Re: What is the maximum run length in the RLE encoding?

Posted by Ryan Blue <rb...@netflix.com.INVALID>.
It looks like there is no length check in the Parquet Java code:
https://github.com/apache/parquet-mr/blob/master/parquet-column/src/main/java/org/apache/parquet/column/values/rle/RunLengthBitPackingHybridEncoder.java#L242

But, that uses `writeUnsignedVarInt`, which uses an int:
https://github.com/apache/parquet-mr/blob/master/parquet-common/src/main/java/org/apache/parquet/bytes/BytesUtils.java#L219-L225

The run length is tracked as an int, so Java would also have a problem if
the int is 2^31 or greater. An overflow is possible when incrementing or
when shifting to add the type bit (RLE or bit-packed). Looks like we have
an effective max of 2^31-1.

rb

On Tue, May 1, 2018 at 3:40 AM, Uwe L. Korn <uw...@xhochy.com> wrote:

> Hello Tim,
>
> taking a brief look at what we have in parquet-cpp (which is probably very
> similar to Impala), we would also have problems with runs that are longer
> than 2^31. While supporting arbitrary long runs might be a really cool
> feature, I think it will come at a cost that we would have to refactor a
> lot of code in the current RLE implementations and it may lead to subtle
> bugs. I would therefore add a maximum run length to the spec.
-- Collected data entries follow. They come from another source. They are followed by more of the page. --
//! Hard ceiling on the decoded body size.

use tracing::warn;

use super::ResponseFilter;
use super::constants::MAX_BODY_BYTES;
use super::context::ResponseContext;
use super::error::PipelineError;

/// Rejects bodies longer than `limit` bytes.
///
/// Placed after transfer decoding so the bound applies to the bytes the
/// caller will actually hold, and before container extraction.
#[derive(Debug, Clone, Copy)]
pub struct SizeGuard {
    limit: usize,
}

impl Default for SizeGuard {
    fn default() -> Self {
        Self::new(MAX_BODY_BYTES)
    }
}

impl SizeGuard {
    /// Stage name used in logs and errors.
    pub const NAME: &'static str = "size_guard";

    /// Creates a guard with the given ceiling in bytes.
    #[must_use]
    pub fn new(limit: usize) -> Self {
        Self { limit }
    }

    /// Returns the configured ceiling.
    #[must_use]
    pub fn limit(&self) -> usize {
        self.limit
    }
}

impl ResponseFilter for SizeGuard {
    fn name(&self) -> &'static str {
        Self::NAME
    }

    fn apply(&self, ctx: &mut ResponseContext) -> Result<(), PipelineError> {
        let actual = ctx.body.len();
        if actual > self.limit {
            warn!(actual, limit = self.limit, "response body over size ceiling");
            return Err(PipelineError::too_large(actual, self.limit));
        }
        Ok(())
    }
}
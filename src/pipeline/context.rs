//! Mutable response state threaded through the pipeline stages.

use reqwest::StatusCode;
use reqwest::header::{CONTENT_TYPE, HeaderMap, HeaderValue};

/// A completed HTTP response as seen by the pipeline.
///
/// Header names are case-insensitive (`HeaderMap`). Each stage may replace
/// `body` and rewrite headers in place; the context is owned by a single
/// pipeline invocation and never shared between responses.
#[derive(Debug, Clone)]
pub struct ResponseContext {
    /// HTTP status as received from the transport.
    pub status: StatusCode,
    /// Response headers.
    pub headers: HeaderMap,
    /// Response body bytes.
    pub body: Vec<u8>,
}

impl ResponseContext {
    /// Creates a context from transport output.
    #[must_use]
    pub fn new(status: StatusCode, headers: HeaderMap, body: Vec<u8>) -> Self {
        Self {
            status,
            headers,
            body,
        }
    }

    /// Creates a `200 OK` context with the given declared content type.
    ///
    /// Mostly useful when feeding bytes that did not come from a live response.
    #[must_use]
    pub fn with_content_type(content_type: &'static str, body: Vec<u8>) -> Self {
        let mut headers = HeaderMap::new();
        headers.insert(CONTENT_TYPE, HeaderValue::from_static(content_type));
        Self::new(StatusCode::OK, headers, body)
    }

    /// Returns the raw `Content-Type` value, if present and valid ASCII.
    #[must_use]
    pub fn content_type(&self) -> Option<&str> {
        self.headers
            .get(CONTENT_TYPE)
            .and_then(|value| value.to_str().ok())
    }

    /// Returns the lowercased media type without parameters.
    ///
    /// `Application/Zip; name="feed.zip"` becomes `application/zip`.
    #[must_use]
    pub fn media_type(&self) -> Option<String> {
        let raw = self.content_type()?;
        let essence = raw.split(';').next().unwrap_or(raw).trim();
        if essence.is_empty() {
            None
        } else {
            Some(essence.to_ascii_lowercase())
        }
    }

    /// Replaces the `Content-Type` header.
    pub fn set_content_type(&mut self, content_type: &'static str) {
        self.headers
            .insert(CONTENT_TYPE, HeaderValue::from_static(content_type));
    }

    /// Swaps in a new body, dropping the superseded buffer.
    pub fn replace_body(&mut self, body: Vec<u8>) {
        self.body = body;
    }
}
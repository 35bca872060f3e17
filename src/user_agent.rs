//! Default bot identity sent as the User-Agent of every fetch.

/// Product token used when no bot name is configured.
const PRODUCT: &str = "feed-downloader";

/// Default bot name: product token plus crate version.
#[must_use]
pub fn default_bot_name() -> String {
    let version = env!("CARGO_PKG_VERSION");
    format!("{PRODUCT}/{version}")
}
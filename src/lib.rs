//! Feed Downloader Core Library
//!
//! Fetches remote feeds and documents and turns each response, however it
//! was encoded or packaged, into a decoded, size-bounded, correctly labeled
//! byte payload.
//!
//! # Architecture
//!
//! - [`pipeline`] - ordered response filters (transfer decoding, size guard,
//!   type sniffing, container extraction)
//! - [`download`] - reqwest-based fetcher that runs the pipeline on every
//!   response, plus a concurrent batch engine
//! - [`user_agent`] - default bot identity

// Clippy lints - strict for library code
#![deny(clippy::unwrap_used)]
#![deny(clippy::expect_used)]
#![warn(clippy::pedantic)]
#![allow(clippy::module_name_repetitions)]

pub mod download;
pub mod pipeline;
pub mod user_agent;

// Re-export commonly used types
pub use download::{
    BatchReport, DEFAULT_CONCURRENCY, DownloadError, Downloader, DownloaderConfig, EngineError,
    FetchEngine, FetchedResponse,
};
pub use pipeline::{
    ArchiveExtractor, MAX_BODY_BYTES, Pipeline, PipelineConfig, PipelineError, ResponseContext,
    ResponseFilter, SizeGuard, TransferDecoder, TypeSniffer,
};
//! End-to-end CLI tests for the feed-downloader binary.

use assert_cmd::Command;
use predicates::prelude::*;
use tempfile::TempDir;

/// Binary with an isolated config location so a user's config file never leaks in.
fn cmd(config_home: &TempDir) -> Command {
    let mut cmd = Command::cargo_bin("feed-downloader").unwrap();
    cmd.env("XDG_CONFIG_HOME", config_home.path())
        .env_remove("RUST_LOG");
    cmd
}

#[test]
fn test_binary_help_displays_usage() {
    let home = TempDir::new().unwrap();
    cmd(&home)
        .arg("--help")
        .assert()
        .success()
        .stdout(predicate::str::contains("Fetch remote feeds"));
}

#[test]
fn test_binary_version_displays_version() {
    let home = TempDir::new().unwrap();
    cmd(&home)
        .arg("--version")
        .assert()
        .success()
        .stdout(predicate::str::contains("feed-downloader"));
}

#[test]
fn test_binary_invalid_flag_returns_error() {
    let home = TempDir::new().unwrap();
    cmd(&home)
        .arg("--invalid-flag")
        .assert()
        .failure()
        .stderr(predicate::str::contains("error"));
}

#[test]
fn test_binary_empty_stdin_exits_cleanly() {
    let home = TempDir::new().unwrap();
    cmd(&home).write_stdin("").assert().success();
}

#[test]
fn test_binary_skips_bad_urls_and_reports_json() {
    let home = TempDir::new().unwrap();
    let out = TempDir::new().unwrap();
    cmd(&home)
        .args(["-q", "--json", "-o"])
        .arg(out.path())
        .write_stdin("# comment\nnot-a-url\n\nftp://example.com/feed.xml\n")
        .assert()
        .success()
        .stdout(predicate::str::contains("\"invalid_url\""))
        .stdout(predicate::str::contains("not-a-url"))
        .stdout(predicate::str::contains("# comment").not());
}

#[test]
fn test_binary_rejects_invalid_config_file() {
    let home = TempDir::new().unwrap();
    let config = home.path().join("bad.toml");
    std::fs::write(&config, "concurrency = 0\n").unwrap();
    cmd(&home)
        .arg("--config")
        .arg(&config)
        .arg("https://example.com/feed.xml")
        .assert()
        .failure()
        .stderr(predicate::str::contains("concurrency"));
}

#[test]
fn test_binary_rejects_out_of_range_concurrency() {
    let home = TempDir::new().unwrap();
    cmd(&home)
        .args(["-c", "0", "https://example.com/feed.xml"])
        .assert()
        .failure();
}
If there is
> really a need for having longer runs, then someone needs to step up and
> make the changes to the spec and the implementations. As long as there is
> no great need, I don't think we should pay the cost of supporting it.
>
> Uwe
>
> On Mon, Apr 30, 2018, at 11:18 PM, Tim Armstrong wrote:
> > I'm looking at Impala bug with decoding Parquet RLE with run lengths >=
> > 2^31. The bug was found by fuzz testing rather than a realistic file.
> > I'm
> > trying to determine whether the Parquet spec actually allows runs of
> > that
> > length, but Encodings.md does not seem to specify any upper bound. It
> > mentions ULEB128 encoding, but that can encode arbitrarily large
> > numbers.
> > See
> > https://github.com/apache/parquet-format/blob/master/
> Encodings.md#run-length-encoding--bit-packing-hybrid-rle--3
> >
> > Is there a practical limit I can assume? Should we amend the Parquet spec
> > to clarify this?
> >
> > The Impala bug is https://issues.apache.org/jira/browse/IMPALA-6946 if
> > anyone is curious.
> >
> > Thanks,
> > Tim
>



-- 
Ryan Blue
Software Engineer
Netflix